WHAT IS EXPECTED: Work out how many lines of the material below contain the word "PathBuf", then write that number alone.

GIVEN RECORDS:

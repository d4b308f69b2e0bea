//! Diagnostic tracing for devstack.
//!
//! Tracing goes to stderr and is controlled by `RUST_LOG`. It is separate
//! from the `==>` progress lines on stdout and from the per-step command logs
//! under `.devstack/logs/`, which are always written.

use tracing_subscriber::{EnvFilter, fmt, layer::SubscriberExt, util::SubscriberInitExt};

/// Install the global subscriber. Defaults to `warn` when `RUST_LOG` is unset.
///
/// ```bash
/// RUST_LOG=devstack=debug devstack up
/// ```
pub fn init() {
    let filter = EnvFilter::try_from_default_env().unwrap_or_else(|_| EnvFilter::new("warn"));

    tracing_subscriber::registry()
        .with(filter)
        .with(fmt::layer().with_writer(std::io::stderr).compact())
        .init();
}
* * *
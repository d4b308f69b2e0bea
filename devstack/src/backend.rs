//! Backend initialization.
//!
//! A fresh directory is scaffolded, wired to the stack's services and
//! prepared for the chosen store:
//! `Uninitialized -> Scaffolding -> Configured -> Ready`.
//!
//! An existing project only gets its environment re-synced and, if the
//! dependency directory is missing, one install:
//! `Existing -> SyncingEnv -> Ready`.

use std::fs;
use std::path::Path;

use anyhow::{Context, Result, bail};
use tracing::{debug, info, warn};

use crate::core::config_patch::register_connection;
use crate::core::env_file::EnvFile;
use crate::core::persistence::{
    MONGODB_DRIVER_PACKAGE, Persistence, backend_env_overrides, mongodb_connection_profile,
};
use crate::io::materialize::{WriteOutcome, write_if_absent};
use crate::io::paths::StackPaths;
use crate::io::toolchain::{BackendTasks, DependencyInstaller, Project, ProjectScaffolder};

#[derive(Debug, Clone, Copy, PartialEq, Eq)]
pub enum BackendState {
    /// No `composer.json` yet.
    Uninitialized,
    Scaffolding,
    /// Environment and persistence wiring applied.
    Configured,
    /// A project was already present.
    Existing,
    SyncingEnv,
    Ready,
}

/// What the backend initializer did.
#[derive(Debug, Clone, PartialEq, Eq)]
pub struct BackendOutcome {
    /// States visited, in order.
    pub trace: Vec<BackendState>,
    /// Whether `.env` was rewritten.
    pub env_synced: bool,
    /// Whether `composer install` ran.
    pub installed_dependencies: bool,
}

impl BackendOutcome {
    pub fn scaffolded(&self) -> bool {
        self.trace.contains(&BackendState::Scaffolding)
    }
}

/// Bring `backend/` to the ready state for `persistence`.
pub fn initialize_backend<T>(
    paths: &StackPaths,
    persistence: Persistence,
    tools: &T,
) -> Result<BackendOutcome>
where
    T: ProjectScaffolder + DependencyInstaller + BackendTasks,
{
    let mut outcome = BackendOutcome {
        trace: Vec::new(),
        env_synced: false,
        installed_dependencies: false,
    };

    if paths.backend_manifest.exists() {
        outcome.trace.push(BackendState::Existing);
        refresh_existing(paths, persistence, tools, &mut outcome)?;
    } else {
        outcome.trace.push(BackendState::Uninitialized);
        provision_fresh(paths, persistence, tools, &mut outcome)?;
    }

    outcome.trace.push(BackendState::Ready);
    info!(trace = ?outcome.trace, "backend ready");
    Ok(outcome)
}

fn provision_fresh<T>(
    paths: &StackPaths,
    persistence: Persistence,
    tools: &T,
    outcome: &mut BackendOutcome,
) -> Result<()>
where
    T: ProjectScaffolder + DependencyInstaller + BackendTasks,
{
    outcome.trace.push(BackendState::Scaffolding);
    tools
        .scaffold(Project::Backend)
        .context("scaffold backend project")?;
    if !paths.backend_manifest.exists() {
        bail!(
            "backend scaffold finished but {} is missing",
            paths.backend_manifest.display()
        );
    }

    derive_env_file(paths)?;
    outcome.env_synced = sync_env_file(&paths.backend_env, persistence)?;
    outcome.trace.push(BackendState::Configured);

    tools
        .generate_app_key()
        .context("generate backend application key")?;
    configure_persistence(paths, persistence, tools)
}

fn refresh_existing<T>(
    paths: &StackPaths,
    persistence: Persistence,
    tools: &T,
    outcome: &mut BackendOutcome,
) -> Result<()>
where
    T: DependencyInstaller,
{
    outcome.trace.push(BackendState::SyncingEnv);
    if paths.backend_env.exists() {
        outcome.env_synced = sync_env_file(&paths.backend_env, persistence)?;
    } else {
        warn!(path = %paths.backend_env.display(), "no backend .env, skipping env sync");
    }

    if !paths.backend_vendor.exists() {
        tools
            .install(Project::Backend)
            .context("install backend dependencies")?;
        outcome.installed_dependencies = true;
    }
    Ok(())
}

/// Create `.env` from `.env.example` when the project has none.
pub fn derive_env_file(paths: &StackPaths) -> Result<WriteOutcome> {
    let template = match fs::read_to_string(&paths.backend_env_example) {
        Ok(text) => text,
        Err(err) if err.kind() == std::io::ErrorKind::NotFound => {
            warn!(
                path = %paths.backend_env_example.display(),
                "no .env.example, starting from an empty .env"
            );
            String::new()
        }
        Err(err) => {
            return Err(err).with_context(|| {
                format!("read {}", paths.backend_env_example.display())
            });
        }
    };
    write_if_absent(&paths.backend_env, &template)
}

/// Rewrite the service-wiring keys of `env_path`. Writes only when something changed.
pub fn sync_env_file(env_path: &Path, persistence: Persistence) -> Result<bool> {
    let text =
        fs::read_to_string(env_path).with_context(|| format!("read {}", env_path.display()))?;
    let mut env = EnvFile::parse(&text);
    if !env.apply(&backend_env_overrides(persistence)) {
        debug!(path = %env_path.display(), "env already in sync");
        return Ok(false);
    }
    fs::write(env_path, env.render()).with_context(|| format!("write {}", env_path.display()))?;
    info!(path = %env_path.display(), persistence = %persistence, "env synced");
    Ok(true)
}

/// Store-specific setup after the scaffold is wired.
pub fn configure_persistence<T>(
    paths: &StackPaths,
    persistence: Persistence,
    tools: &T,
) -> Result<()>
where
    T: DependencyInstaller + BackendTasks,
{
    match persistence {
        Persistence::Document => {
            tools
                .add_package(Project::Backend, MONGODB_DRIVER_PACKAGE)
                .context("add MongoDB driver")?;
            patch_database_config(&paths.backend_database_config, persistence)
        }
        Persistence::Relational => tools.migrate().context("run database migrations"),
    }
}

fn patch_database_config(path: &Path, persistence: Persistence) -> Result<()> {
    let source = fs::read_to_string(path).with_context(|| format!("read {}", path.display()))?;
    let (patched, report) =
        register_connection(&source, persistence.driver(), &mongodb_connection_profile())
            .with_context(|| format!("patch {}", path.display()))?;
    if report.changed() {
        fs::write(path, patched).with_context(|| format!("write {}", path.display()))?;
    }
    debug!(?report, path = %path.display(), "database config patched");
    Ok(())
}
---
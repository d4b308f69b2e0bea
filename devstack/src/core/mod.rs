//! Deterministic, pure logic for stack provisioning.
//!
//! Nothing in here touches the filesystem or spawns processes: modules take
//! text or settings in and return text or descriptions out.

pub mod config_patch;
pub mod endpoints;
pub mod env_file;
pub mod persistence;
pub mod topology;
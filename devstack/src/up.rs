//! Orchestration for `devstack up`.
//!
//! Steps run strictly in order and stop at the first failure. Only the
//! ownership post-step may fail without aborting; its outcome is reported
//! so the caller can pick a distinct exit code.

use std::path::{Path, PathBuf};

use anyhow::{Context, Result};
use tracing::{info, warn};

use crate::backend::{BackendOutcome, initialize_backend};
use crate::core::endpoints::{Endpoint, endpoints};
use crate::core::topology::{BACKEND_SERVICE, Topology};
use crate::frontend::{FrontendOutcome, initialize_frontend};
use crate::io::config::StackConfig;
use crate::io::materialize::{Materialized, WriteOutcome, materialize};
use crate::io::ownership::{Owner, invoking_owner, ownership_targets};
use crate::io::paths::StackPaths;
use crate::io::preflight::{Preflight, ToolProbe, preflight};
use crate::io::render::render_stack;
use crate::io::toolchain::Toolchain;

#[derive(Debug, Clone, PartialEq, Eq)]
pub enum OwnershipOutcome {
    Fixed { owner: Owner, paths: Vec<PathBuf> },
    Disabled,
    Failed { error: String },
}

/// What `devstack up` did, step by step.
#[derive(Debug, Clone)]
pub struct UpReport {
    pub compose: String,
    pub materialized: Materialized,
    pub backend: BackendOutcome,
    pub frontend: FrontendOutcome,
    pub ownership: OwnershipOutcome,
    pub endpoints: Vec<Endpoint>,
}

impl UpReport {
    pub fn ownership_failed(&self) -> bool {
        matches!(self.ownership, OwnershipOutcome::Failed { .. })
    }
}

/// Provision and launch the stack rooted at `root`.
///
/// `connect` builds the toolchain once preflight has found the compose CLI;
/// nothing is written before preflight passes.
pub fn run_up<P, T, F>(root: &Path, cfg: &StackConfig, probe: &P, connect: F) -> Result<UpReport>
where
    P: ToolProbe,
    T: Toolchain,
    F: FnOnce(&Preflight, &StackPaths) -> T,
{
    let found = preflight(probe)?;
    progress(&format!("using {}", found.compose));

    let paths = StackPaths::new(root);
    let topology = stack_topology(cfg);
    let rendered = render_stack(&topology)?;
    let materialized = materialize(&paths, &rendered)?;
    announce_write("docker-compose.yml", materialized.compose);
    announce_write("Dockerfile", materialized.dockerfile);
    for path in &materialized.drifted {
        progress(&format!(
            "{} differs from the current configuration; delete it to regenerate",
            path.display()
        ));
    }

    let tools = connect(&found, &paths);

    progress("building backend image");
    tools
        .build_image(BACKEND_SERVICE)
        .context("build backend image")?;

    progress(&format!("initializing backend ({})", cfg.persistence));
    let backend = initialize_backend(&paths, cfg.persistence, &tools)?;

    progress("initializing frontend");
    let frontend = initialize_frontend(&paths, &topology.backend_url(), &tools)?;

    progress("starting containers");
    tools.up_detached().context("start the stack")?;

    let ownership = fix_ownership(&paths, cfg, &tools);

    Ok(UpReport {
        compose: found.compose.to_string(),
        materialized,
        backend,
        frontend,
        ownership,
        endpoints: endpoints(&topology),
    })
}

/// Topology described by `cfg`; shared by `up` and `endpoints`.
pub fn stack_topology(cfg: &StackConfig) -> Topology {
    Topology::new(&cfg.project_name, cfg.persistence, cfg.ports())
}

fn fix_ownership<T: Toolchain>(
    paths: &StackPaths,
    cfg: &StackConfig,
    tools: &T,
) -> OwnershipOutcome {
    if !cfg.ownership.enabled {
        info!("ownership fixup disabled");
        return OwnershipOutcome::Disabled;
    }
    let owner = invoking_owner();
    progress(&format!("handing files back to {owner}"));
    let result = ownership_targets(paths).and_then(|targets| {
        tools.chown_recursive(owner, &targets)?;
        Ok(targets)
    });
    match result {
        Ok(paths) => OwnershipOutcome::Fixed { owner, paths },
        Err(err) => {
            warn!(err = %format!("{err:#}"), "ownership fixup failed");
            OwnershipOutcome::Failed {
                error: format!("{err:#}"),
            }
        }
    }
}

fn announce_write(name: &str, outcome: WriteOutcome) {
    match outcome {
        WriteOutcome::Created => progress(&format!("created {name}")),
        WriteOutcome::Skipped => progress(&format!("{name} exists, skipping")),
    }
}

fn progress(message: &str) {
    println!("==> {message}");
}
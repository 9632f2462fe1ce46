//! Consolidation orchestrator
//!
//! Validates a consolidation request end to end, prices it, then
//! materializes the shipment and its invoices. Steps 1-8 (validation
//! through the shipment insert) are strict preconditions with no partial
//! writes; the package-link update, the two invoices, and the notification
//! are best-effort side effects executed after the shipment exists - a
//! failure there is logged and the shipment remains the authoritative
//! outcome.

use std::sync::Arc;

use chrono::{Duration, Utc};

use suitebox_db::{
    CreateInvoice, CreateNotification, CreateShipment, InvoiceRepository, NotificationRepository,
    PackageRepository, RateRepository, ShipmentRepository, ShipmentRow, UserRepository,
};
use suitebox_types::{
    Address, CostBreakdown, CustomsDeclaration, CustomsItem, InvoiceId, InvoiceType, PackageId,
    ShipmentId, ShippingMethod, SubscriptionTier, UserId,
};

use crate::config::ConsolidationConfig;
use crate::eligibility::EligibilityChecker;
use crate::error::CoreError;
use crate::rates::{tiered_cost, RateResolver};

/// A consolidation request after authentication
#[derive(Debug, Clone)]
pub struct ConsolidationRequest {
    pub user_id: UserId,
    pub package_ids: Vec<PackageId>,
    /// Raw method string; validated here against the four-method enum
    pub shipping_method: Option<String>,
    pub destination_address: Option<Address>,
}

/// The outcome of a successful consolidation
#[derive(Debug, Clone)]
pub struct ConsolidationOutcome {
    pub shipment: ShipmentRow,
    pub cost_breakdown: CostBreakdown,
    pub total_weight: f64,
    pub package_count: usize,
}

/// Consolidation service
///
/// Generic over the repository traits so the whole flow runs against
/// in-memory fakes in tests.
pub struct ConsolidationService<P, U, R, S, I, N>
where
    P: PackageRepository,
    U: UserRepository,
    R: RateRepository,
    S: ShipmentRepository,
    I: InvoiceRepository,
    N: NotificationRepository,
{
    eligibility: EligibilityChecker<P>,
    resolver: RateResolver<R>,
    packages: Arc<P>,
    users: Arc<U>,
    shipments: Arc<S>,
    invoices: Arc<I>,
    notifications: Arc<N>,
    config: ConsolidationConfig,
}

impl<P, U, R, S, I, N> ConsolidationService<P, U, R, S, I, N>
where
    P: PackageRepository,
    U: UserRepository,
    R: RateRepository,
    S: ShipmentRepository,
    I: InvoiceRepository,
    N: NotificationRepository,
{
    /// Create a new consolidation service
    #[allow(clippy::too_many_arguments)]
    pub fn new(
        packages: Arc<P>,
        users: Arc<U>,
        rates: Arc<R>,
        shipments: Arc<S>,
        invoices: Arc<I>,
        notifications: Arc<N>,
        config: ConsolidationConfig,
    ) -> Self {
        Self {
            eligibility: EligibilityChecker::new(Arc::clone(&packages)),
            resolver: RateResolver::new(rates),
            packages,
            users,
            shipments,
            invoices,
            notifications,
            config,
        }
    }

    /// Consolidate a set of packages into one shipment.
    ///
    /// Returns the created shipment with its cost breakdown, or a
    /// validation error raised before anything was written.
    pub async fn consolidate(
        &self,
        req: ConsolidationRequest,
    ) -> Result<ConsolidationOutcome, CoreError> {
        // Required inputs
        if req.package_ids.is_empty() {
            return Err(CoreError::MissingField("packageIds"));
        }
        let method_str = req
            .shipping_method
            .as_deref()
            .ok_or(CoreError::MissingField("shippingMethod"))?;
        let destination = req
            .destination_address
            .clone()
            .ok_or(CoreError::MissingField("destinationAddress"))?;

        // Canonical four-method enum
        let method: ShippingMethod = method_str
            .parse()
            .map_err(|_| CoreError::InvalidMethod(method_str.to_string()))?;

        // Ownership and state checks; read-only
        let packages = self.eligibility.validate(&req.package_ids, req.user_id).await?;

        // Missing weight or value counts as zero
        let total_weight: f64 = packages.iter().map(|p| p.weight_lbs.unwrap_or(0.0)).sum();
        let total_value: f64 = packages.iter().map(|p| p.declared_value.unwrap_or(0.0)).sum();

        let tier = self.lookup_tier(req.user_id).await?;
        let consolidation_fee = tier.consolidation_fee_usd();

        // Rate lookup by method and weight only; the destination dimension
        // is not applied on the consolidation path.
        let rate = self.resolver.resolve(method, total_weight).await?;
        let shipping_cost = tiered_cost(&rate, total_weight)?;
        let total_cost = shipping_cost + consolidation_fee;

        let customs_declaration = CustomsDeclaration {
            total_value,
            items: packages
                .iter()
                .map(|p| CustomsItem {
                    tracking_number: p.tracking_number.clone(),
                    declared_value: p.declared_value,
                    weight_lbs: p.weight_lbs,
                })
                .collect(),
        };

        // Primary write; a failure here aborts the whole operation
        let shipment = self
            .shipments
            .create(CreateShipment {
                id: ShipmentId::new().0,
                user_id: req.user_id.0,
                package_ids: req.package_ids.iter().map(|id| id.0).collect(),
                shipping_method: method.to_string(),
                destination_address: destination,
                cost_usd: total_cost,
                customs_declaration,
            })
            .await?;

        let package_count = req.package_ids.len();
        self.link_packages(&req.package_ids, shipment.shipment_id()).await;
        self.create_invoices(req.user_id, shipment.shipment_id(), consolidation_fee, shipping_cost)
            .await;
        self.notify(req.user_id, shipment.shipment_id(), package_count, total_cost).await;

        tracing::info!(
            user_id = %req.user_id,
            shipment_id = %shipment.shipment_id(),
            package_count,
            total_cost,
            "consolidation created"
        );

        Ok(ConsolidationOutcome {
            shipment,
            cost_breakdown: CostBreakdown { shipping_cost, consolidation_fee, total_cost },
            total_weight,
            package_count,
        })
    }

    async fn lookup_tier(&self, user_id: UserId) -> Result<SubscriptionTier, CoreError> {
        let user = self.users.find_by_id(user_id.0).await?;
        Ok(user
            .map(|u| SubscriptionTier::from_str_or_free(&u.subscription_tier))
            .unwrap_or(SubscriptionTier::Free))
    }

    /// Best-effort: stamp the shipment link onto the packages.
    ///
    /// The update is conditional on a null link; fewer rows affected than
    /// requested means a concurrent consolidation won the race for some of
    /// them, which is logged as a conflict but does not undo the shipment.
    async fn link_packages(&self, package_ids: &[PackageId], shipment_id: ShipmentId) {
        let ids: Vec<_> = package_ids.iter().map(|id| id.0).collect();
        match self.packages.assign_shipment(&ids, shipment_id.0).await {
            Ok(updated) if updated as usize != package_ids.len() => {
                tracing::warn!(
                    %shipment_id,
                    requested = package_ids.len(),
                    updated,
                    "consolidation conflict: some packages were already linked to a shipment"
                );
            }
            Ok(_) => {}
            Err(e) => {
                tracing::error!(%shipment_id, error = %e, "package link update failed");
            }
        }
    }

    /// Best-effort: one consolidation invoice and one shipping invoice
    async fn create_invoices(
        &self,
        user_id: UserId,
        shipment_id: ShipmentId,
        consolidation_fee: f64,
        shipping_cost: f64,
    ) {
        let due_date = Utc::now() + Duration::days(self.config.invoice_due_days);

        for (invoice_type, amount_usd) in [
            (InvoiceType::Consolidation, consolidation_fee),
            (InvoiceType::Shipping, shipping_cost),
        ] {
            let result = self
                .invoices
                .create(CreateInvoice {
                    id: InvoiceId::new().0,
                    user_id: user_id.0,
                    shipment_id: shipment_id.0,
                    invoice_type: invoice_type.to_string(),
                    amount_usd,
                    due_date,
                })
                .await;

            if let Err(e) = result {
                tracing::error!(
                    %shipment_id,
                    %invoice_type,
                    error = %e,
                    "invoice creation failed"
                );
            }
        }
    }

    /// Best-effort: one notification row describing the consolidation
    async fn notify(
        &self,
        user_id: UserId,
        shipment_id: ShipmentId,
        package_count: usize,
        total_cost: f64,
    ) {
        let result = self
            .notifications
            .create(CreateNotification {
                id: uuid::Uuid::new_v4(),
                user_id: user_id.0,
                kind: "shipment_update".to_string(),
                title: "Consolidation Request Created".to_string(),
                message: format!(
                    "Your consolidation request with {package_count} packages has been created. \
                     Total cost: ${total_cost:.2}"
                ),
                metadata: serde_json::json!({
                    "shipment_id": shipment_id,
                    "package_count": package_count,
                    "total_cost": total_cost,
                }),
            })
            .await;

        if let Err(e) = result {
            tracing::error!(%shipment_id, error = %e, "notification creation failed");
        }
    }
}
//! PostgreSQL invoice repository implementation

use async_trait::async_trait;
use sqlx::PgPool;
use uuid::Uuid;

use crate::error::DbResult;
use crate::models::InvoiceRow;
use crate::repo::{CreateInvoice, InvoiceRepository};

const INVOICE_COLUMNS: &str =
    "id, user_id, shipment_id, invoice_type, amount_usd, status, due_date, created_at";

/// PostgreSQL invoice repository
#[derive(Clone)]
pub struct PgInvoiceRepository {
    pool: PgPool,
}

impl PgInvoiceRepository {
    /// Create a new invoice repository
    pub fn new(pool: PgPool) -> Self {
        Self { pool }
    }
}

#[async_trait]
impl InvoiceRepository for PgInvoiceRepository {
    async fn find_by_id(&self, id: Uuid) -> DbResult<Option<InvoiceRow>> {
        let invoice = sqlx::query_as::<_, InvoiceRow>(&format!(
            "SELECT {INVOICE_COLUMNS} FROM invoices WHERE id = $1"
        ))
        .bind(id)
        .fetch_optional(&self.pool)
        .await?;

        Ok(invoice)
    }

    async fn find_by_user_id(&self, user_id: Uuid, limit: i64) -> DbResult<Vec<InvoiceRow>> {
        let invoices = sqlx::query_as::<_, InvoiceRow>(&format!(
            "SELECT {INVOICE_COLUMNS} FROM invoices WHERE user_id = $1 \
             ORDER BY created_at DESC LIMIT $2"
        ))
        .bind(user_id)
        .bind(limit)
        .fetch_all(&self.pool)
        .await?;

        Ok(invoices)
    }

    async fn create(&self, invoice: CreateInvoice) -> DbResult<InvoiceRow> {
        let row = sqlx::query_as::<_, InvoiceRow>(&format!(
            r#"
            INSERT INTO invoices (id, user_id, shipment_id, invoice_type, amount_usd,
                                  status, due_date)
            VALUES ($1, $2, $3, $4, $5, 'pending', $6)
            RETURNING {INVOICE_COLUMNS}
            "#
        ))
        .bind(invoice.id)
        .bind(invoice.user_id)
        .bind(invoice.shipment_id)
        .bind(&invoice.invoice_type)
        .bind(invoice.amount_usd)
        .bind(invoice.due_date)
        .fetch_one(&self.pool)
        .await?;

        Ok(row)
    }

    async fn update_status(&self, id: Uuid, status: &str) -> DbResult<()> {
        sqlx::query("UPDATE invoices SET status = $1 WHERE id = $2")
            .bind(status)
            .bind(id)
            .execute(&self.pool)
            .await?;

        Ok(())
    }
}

ANSWER TO THE EXERCISE: 2